Review: The Art of Going Home by Nicole Sorrell
The first time Angeline and I talked after she died was about a month after her murder. Some days before, I’d discovered that my gold butterfly necklace was missing. We were given matching necklaces on our eighth birthday, and Angeline had been buried with hers. I was heartbroken. In a dream, Angeline told me to check my tennis shoes. Although I’d worn them twice since the necklace was lost, I found it tangled in the laces. After that, I always listened to her, and she never failed me. She told me when to avoid Father because he was angry; the days Mother was up to talking; and when Aunt Ceci was going to fix my favorite dinner of cheese-stuffed fried peppers: chiles rellenos.
Death from illness or even accidental death of a young child is a heartbreak within itself. An act of murder against a young child is unforgivable and…unforgettable. Sorrell captivates her readers with the resonance of a destructive past life and the desire for a better future…one with closure. The characters that this author has created are very easy to emphasize with and the tragedy that befalls these families are quite criminal. The Art of Going Home is suspenseful and thought-provoking with some added romance to boot. Sorrell provides an enthralling story that will leave readers compelled to find out the mystery behind her sister’s murder.

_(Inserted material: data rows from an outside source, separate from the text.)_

//! 可观测性：tracing 订阅器（默认 info，可通过 RUST_LOG 覆盖）

use tracing_subscriber::{fmt, prelude::*, EnvFilter};

pub fn init() {
    let filter = EnvFilter::try_from_default_env().unwrap_or_else(|_| EnvFilter::new("info"));
    let _ = tracing_subscriber::registry()
        .with(filter)
        .with(fmt::layer())
        .try_init();
}
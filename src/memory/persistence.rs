//! 持久化底座：按命名空间 + ID 读写的键值存储
//!
//! 长期记忆、情景记忆、语义记忆与任务历史都通过 KvStore 落盘；
//! SqliteKvStore 基于 rusqlite（单文件、进程重启后可恢复），InMemoryKvStore 用于测试与无持久化运行。
//! scan 按首次写入顺序返回，供重启后按原顺序重建索引。

use std::collections::HashMap;
use std::path::Path;
use std::sync::{Mutex, PoisonError, RwLock};

use rusqlite::{params, Connection, OptionalExtension};
use serde::de::DeserializeOwned;
use serde::Serialize;

use crate::memory::MemoryError;

/// 持久化底座接口
pub trait KvStore: Send + Sync {
    /// 写入（同 ns+id 覆盖，保留首次写入的顺序位置）
    fn put(&self, ns: &str, id: &str, value: &[u8]) -> Result<(), MemoryError>;

    fn get(&self, ns: &str, id: &str) -> Result<Option<Vec<u8>>, MemoryError>;

    /// 按首次写入顺序列出命名空间下全部条目
    fn scan(&self, ns: &str) -> Result<Vec<(String, Vec<u8>)>, MemoryError>;

    fn delete(&self, ns: &str, id: &str) -> Result<bool, MemoryError>;

    /// 关闭前调用，默认无操作
    fn flush(&self) -> Result<(), MemoryError> {
        Ok(())
    }
}

/// 序列化为 JSON 后写入
pub fn put_json<T: Serialize>(
    store: &dyn KvStore,
    ns: &str,
    id: &str,
    value: &T,
) -> Result<(), MemoryError> {
    let bytes = serde_json::to_vec(value)?;
    store.put(ns, id, &bytes)
}

pub fn get_json<T: DeserializeOwned>(
    store: &dyn KvStore,
    ns: &str,
    id: &str,
) -> Result<Option<T>, MemoryError> {
    match store.get(ns, id)? {
        Some(bytes) => Ok(Some(serde_json::from_slice(&bytes)?)),
        None => Ok(None),
    }
}

/// 读取整个命名空间；无法反序列化的条目跳过并记录告警
pub fn scan_json<T: DeserializeOwned>(store: &dyn KvStore, ns: &str) -> Result<Vec<T>, MemoryError> {
    let rows = store.scan(ns)?;
    let mut out = Vec::with_capacity(rows.len());
    for (id, bytes) in rows {
        match serde_json::from_slice(&bytes) {
            Ok(v) => out.push(v),
            Err(e) => tracing::warn!(ns, id = %id, "Skipping unreadable record: {}", e),
        }
    }
    Ok(out)
}

/// 内存实现：无持久化，进程退出即丢失
#[derive(Debug, Default)]
pub struct InMemoryKvStore {
    namespaces: RwLock<HashMap<String, Vec<(String, Vec<u8>)>>>,
}

impl InMemoryKvStore {
    pub fn new() -> Self {
        Self::default()
    }
}

impl KvStore for InMemoryKvStore {
    fn put(&self, ns: &str, id: &str, value: &[u8]) -> Result<(), MemoryError> {
        let mut map = self.namespaces.write().unwrap_or_else(PoisonError::into_inner);
        let rows = map.entry(ns.to_string()).or_default();
        match rows.iter_mut().find(|(k, _)| k == id) {
            Some((_, v)) => *v = value.to_vec(),
            None => rows.push((id.to_string(), value.to_vec())),
        }
        Ok(())
    }

    fn get(&self, ns: &str, id: &str) -> Result<Option<Vec<u8>>, MemoryError> {
        let map = self.namespaces.read().unwrap_or_else(PoisonError::into_inner);
        Ok(map
            .get(ns)
            .and_then(|rows| rows.iter().find(|(k, _)| k == id))
            .map(|(_, v)| v.clone()))
    }

    fn scan(&self, ns: &str) -> Result<Vec<(String, Vec<u8>)>, MemoryError> {
        let map = self.namespaces.read().unwrap_or_else(PoisonError::into_inner);
        Ok(map.get(ns).cloned().unwrap_or_default())
    }

    fn delete(&self, ns: &str, id: &str) -> Result<bool, MemoryError> {
        let mut map = self.namespaces.write().unwrap_or_else(PoisonError::into_inner);
        let Some(rows) = map.get_mut(ns) else {
            return Ok(false);
        };
        let before = rows.len();
        rows.retain(|(k, _)| k != id);
        Ok(rows.len() != before)
    }
}

/// SQLite 实现：单表 kv(ns, id, value)，seq 自增列记录首次写入顺序
pub struct SqliteKvStore {
    conn: Mutex<Connection>,
}

impl SqliteKvStore {
    /// 打开（或创建）数据库文件；父目录不存在时自动创建
    pub fn open(path: impl AsRef<Path>) -> Result<Self, MemoryError> {
        let path = path.as_ref();
        if let Some(parent) = path.parent() {
            std::fs::create_dir_all(parent).map_err(|e| MemoryError::Storage(e.to_string()))?;
        }
        let conn = Connection::open(path)?;
        Self::init(conn)
    }

    pub fn open_in_memory() -> Result<Self, MemoryError> {
        Self::init(Connection::open_in_memory()?)
    }

    fn init(conn: Connection) -> Result<Self, MemoryError> {
        conn.execute_batch(
            "CREATE TABLE IF NOT EXISTS kv (
                seq INTEGER PRIMARY KEY AUTOINCREMENT,
                ns TEXT NOT NULL,
                id TEXT NOT NULL,
                value BLOB NOT NULL,
                UNIQUE(ns, id)
            );
            CREATE INDEX IF NOT EXISTS idx_kv_ns ON kv(ns, seq);",
        )?;
        Ok(Self {
            conn: Mutex::new(conn),
        })
    }
}

impl KvStore for SqliteKvStore {
    fn put(&self, ns: &str, id: &str, value: &[u8]) -> Result<(), MemoryError> {
        let conn = self.conn.lock().unwrap_or_else(PoisonError::into_inner);
        conn.execute(
            "INSERT INTO kv (ns, id, value) VALUES (?1, ?2, ?3)
             ON CONFLICT(ns, id) DO UPDATE SET value = excluded.value",
            params![ns, id, value],
        )?;
        Ok(())
    }

    fn get(&self, ns: &str, id: &str) -> Result<Option<Vec<u8>>, MemoryError> {
        let conn = self.conn.lock().unwrap_or_else(PoisonError::into_inner);
        let value = conn
            .query_row(
                "SELECT value FROM kv WHERE ns = ?1 AND id = ?2",
                params![ns, id],
                |row| row.get::<_, Vec<u8>>(0),
            )
            .optional()?;
        Ok(value)
    }

    fn scan(&self, ns: &str) -> Result<Vec<(String, Vec<u8>)>, MemoryError> {
        let conn = self.conn.lock().unwrap_or_else(PoisonError::into_inner);
        let mut stmt = conn.prepare("SELECT id, value FROM kv WHERE ns = ?1 ORDER BY seq")?;
        let rows = stmt
            .query_map(params![ns], |row| {
                Ok((row.get::<_, String>(0)?, row.get::<_, Vec<u8>>(1)?))
            })?
            .collect::<Result<Vec<_>, _>>()?;
        Ok(rows)
    }

    fn delete(&self, ns: &str, id: &str) -> Result<bool, MemoryError> {
        let conn = self.conn.lock().unwrap_or_else(PoisonError::into_inner);
        let n = conn.execute("DELETE FROM kv WHERE ns = ?1 AND id = ?2", params![ns, id])?;
        Ok(n > 0)
    }

    fn flush(&self) -> Result<(), MemoryError> {
        let conn = self.conn.lock().unwrap_or_else(PoisonError::into_inner);
        conn.execute_batch("PRAGMA optimize;")?;
        Ok(())
    }
}
//! 计划格式的 JSON Schema（schemars 自动生成）
//!
//! 拼入规划 prompt，减少模型输出格式错误。

use schemars::schema_for;

use crate::stages::Plan;

/// 返回 Plan 的 JSON Schema 字符串
pub fn plan_schema_json() -> String {
    let schema = schema_for!(Plan);
    serde_json::to_string_pretty(&schema).unwrap_or_default()
}
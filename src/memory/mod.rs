//! 记忆层：短期（LRU + TTL）、长期（重要度准入 + 向量检索）、情景（只追加）、语义（置信度事实），
//! 由 MemoryManager 合并为统一的排序上下文；持久化底座为 KvStore（SQLite / 内存）。

pub mod episodic;
pub mod error;
pub mod item;
pub mod long_term;
pub mod manager;
pub mod persistence;
pub mod semantic;
pub mod short_term;
pub mod tokenizer;
pub mod vector_index;

pub use episodic::{EpisodeHit, EpisodicStore};
pub use error::MemoryError;
pub use item::{
    EpisodeOutcome, EpisodicEntry, LongTermEntry, MemoryContext, MemoryItem, MemoryKind,
    RankedItem, SemanticEntry, ShortTermEntry, StoreOutcome, TaskSnapshot,
};
pub use long_term::{LongTermHit, LongTermStore, WriteOutcome};
pub use manager::{MemoryManager, MemoryStats, RankPolicy, SweepReport};
pub use persistence::{InMemoryKvStore, KvStore, SqliteKvStore};
pub use semantic::{ConfidenceBlend, SemanticHit, SemanticStore};
pub use short_term::ShortTermStore;
pub use vector_index::{cosine_similarity, VectorHit, VectorIndex};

Maddie returns home to attend her Aunt Ceci’s funeral. Aunt Ceci meant the world to her; her life depended on that woman being there during her childhood…especially after her sister’s death. Fighting the memories that make their way to the surface upon her arrival, she is happy to see some of her old friends and family, but her father’s bitterness strikes a chord right away. It has been a decade, yet her father’s words still resonate with hatred and deceit. Her high school crush, Zac was also very fond of Aunt Ceci. With his presence and calmness over the situation, her father leaves the funeral, also leaving Maddie’s feelings of uncertainty about returning home, a dominant force within the forefront of her mind. Then, without warning…her sister’s voice starts to talk to her again. She knows that she isn’t crazy, but she can’t explain the way that she just knows certain things, like where to find things that have been missing for years—or hidden. Her persistence into the murder investigation that was conducted so long ago, unravels many threats and Maddie finds herself unable to trust those around her.
Sorrell is knowledgeable with her writing aspects and research; however, this read does lack a bit of emotion throughout specific scenes. This author does a great job with character development and originality. Due to certain aspects of this novel, the author may have become withdrawn in order to write the scenes, which may be the leading factor behind lack of emotion. The pace is quick, but not so quick as to hinder understanding or perception. Sorrell has a mesmerizing novel that will both captivate and immerse the reader into the mysterious plot that unfolds before them. If you are a reader of women’s fiction and mysteries, you may be interested in picking this story up.